Just like Nintendo’s global phenomenon, Minecraft Earth will use the real world as the canvas for playing, with mobile phones and tablets becoming a portal to the world of creepers, endermen and blocky masterpieces.

Minecraft Earth will allow players to build small-scale augmented creations at home, on a kitchen table for example, before taking those creations outside and placing them, full scale, in the real world. There, other players will be able to see your creation and interact with or modify it.

This is an incredibly ambitious idea, one with the potential to change augmented reality gaming in the same way Minecraft changed regular gaming. Imagine walking in your local park, only to see filled with a giant castle.

In addition to the building aspects, Minecraft Earth will also allow players to collect resources by exploring the real world and there’s a strong implication that creepers and endermen will be present too, which might mean some form of combat.

While the idea sounds amazing in principle, it’s not hard to imagine some of the challenges involved. For a start, it will be impossible for Microsoft to regulate exactly where buildings and constructs can be placed, meaning we could see some very messy constructs flooding the augmented world. We can also imagine people taking advantage of the system and creating models that may not be suitable for all ages.

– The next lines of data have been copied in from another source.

//! api-cli
//!
//! Command-line front end for the GraphQL API:
//! 1. Loads configuration (TOML + env overrides)
//! 2. Opens the file-backed credential store
//! 3. Runs one command through a stateful client, printing JSON to stdout

mod commands;
mod config;

use std::sync::Arc;
use std::time::Duration;

use anyhow::{Context, Result};
use api_client::StatefulClient;
use credentials::FileStore;
use tracing::{debug, info};
use tracing_subscriber::EnvFilter;
use tracing_subscriber::{layer::SubscriberExt, util::SubscriberInitExt};
use transport::ReqwestTransport;

use crate::commands::{Command, USAGE};
use crate::config::Config;

/// Split `--config PATH` out of the argument list.
fn split_config_flag(mut args: Vec<String>) -> Result<(Option<String>, Vec<String>)> {
    match args.iter().position(|a| a == "--config") {
        Some(i) => {
            if i + 1 >= args.len() {
                anyhow::bail!("--config requires a path");
            }
            let path = args.remove(i + 1);
            args.remove(i);
            Ok((Some(path), args))
        }
        None => Ok((None, args)),
    }
}

/// Logs go to stderr; stdout carries only command output.
fn init_logging(json: bool) {
    let filter = EnvFilter::try_from_env("LOG_LEVEL")
        .or_else(|_| EnvFilter::try_from_default_env())
        .unwrap_or_else(|_| EnvFilter::new("info"));
    let registry = tracing_subscriber::registry().with(filter);
    if json {
        registry
            .with(tracing_subscriber::fmt::layer().json().with_writer(std::io::stderr))
            .init();
    } else {
        registry
            .with(tracing_subscriber::fmt::layer().with_writer(std::io::stderr))
            .init();
    }
}

#[tokio::main]
async fn main() -> Result<()> {
    let (cli_config_path, args) = split_config_flag(std::env::args().skip(1).collect())?;
    let command = Command::parse(&args).with_context(|| USAGE.to_string())?;

    let config_path = Config::resolve_path(cli_config_path.as_deref());
    let config = Config::load(&config_path)
        .with_context(|| format!("failed to load config from {}", config_path.display()))?;

    init_logging(config.logging.json);
    info!(
        base_url = %config.api.base_url,
        credentials = %config.storage.credentials_path.display(),
        "configuration loaded"
    );

    let store = FileStore::load(config.storage.credentials_path.clone())
        .await
        .context("failed to open credential store")?;
    let transport = ReqwestTransport::new(Duration::from_secs(config.api.timeout_secs))
        .context("failed to build HTTP client")?;
    let client = StatefulClient::new(
        config.client_config(),
        Arc::new(transport),
        Arc::new(store),
        config.session_config(),
    )?;

    debug!(?command, "running command");
    let output = commands::run(&client, command).await?;
    println!("{}", serde_json::to_string_pretty(&output)?);
    Ok(())
}
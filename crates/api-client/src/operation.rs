//! Static descriptors for the API's root fields and the query text built from them
//!
//! Every operation is sent as a named GraphQL document whose single root field
//! is the operation itself; the caller supplies the selection set:
//!
//! ```text
//! query FindShow(
//!   $showId: ID!
//! ) {
//!   findShow(
//!     showId: $showId
//!   ) { id name }
//! }
//! ```

use std::fmt;

#[derive(Debug, Clone, Copy, PartialEq, Eq)]
pub enum OperationKind {
    Query,
    Mutation,
}

impl fmt::Display for OperationKind {
    fn fmt(&self, f: &mut fmt::Formatter<'_>) -> fmt::Result {
        match self {
            OperationKind::Query => f.write_str("query"),
            OperationKind::Mutation => f.write_str("mutation"),
        }
    }
}

/// One root field of the schema.
#[derive(Debug, Clone, Copy, PartialEq, Eq)]
pub struct Operation {
    pub kind: OperationKind,
    /// Root field name, also the key of the result under `data`.
    pub name: &'static str,
    /// `(argument, GraphQL type)` pairs in declaration order.
    pub args: &'static [(&'static str, &'static str)],
}

impl Operation {
    /// GraphQL operation name: the field name with its first letter capitalized.
    pub fn operation_name(&self) -> String {
        let mut chars = self.name.chars();
        match chars.next() {
            Some(first) => first.to_uppercase().chain(chars).collect(),
            None => String::new(),
        }
    }
}

const fn query(name: &'static str, args: &'static [(&'static str, &'static str)]) -> Operation {
    Operation {
        kind: OperationKind::Query,
        name,
        args,
    }
}

const fn mutation(name: &'static str, args: &'static [(&'static str, &'static str)]) -> Operation {
    Operation {
        kind: OperationKind::Mutation,
        name,
        args,
    }
}

pub const ACCOUNT: Operation = query("account", &[]);
pub const LOGIN: Operation = query(
    "login",
    &[("usernameEmail", "String!"), ("passwordHash", "String!")],
);
pub const LOGIN_REFRESH: Operation = query("loginRefresh", &[("refreshToken", "String!")]);
pub const FIND_SHOW: Operation = query("findShow", &[("showId", "ID!")]);
pub const SEARCH_SHOWS: Operation = query(
    "searchShows",
    &[
        ("search", "String"),
        ("offset", "Int"),
        ("limit", "Int"),
        ("sort", "String"),
    ],
);
pub const FIND_EPISODE: Operation = query("findEpisode", &[("episodeId", "ID!")]);
pub const RECENTLY_ADDED_EPISODES: Operation =
    query("recentlyAddedEpisodes", &[("limit", "Int"), ("offset", "Int")]);

pub const CREATE_ACCOUNT: Operation = mutation(
    "createAccount",
    &[
        ("username", "String!"),
        ("email", "String!"),
        ("passwordHash", "String!"),
        ("recaptchaResponse", "String!"),
    ],
);
pub const CHANGE_PASSWORD: Operation = mutation(
    "changePassword",
    &[
        ("oldPassword", "String!"),
        ("newPassword", "String!"),
        ("confirmNewPassword", "String!"),
    ],
);
pub const RESET_PASSWORD: Operation = mutation(
    "resetPassword",
    &[
        ("passwordResetToken", "String!"),
        ("newPassword", "String!"),
        ("confirmNewPassword", "String!"),
    ],
);
pub const REQUEST_PASSWORD_RESET: Operation = mutation(
    "requestPasswordReset",
    &[("recaptchaResponse", "String!"), ("email", "String!")],
);
pub const VERIFY_EMAIL_ADDRESS: Operation =
    mutation("verifyEmailAddress", &[("validationToken", "String!")]);
pub const RESEND_VERIFICATION_EMAIL: Operation = mutation("resendVerificationEmail", &[]);
pub const DELETE_ACCOUNT_REQUEST: Operation =
    mutation("deleteAccountRequest", &[("passwordHash", "String!")]);

/// Every operation this client knows, for lookup by field name.
pub const OPERATIONS: &[Operation] = &[
    ACCOUNT,
    LOGIN,
    LOGIN_REFRESH,
    FIND_SHOW,
    SEARCH_SHOWS,
    FIND_EPISODE,
    RECENTLY_ADDED_EPISODES,
    CREATE_ACCOUNT,
    CHANGE_PASSWORD,
    RESET_PASSWORD,
    REQUEST_PASSWORD_RESET,
    VERIFY_EMAIL_ADDRESS,
    RESEND_VERIFICATION_EMAIL,
    DELETE_ACCOUNT_REQUEST,
];

pub fn find_operation(name: &str) -> Option<&'static Operation> {
    OPERATIONS.iter().find(|op| op.name == name)
}

/// Render the document for `op` with the caller's selection set.
pub fn build_query(op: &Operation, selection: &str) -> String {
    let operation_name = op.operation_name();
    if op.args.is_empty() {
        return format!("{} {operation_name} {{\n  {} {selection}\n}}", op.kind, op.name);
    }

    let declarations = op
        .args
        .iter()
        .map(|(name, ty)| format!("${name}: {ty}"))
        .collect::<Vec<_>>()
        .join(", ");
    let passed = op
        .args
        .iter()
        .map(|(name, _)| format!("{name}: ${name}"))
        .collect::<Vec<_>>()
        .join(", ");
    format!(
        "{} {operation_name}(\n  {declarations}\n) {{\n  {}(\n    {passed}\n  ) {selection}\n}}",
        op.kind, op.name
    )
}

The beta for Minecraft Earth will be released later in the summer, so we don’t have long to wait before the idea is put to the test. In the meantime, Microsoft have also announced the original Minecraft has become the biggest selling game of all time, reaching 176m copies. 

Still, with Minecraft Earth, it sounds like it is building towards something even bigger — by taking a small step into the real world.


While Microsoft is racing towards augmented reality, Sega is just racing. Its latest kart-racing game, Team Sonic Racing, adds a twist to the typical formula by allowing for teamwork. For example, in a race with 12 people, there can be four squads of three, with members of a squad allowed to pass items between each other, save each other from spinning out and even get boosts by driving in each other’s slipstreams. It’s a cool concept that works well.

However, despite the addition of a team element, Team Sonic Racing is a slight step down from Sega’s previous release, Sonic and All-Stars Racing Transformed , which forced players to transform between karts, boats, and planes mid-track. In Team Sonic Racing, you only drive karts.

Another downside is that Team Sonic Racing has a roster that focuses only on Sonic’s universe, while the All-Stars games pulled characters and references from Sega’s many classics. Still, with so few rivals in the kart racing genre, Team Sonic is good enough to warrant a purchase.


Finally, if Minecraft isn’t enough, you can try building your own Mario levels in Super Mario Maker 2, which will release on June 28. This sequel includes a host of new features, including co-op play, which allows players to build together on the same console, and for four players to play through levels together. There is also a slew of new themes and characters to work with and new music from series legend Koji Kondo.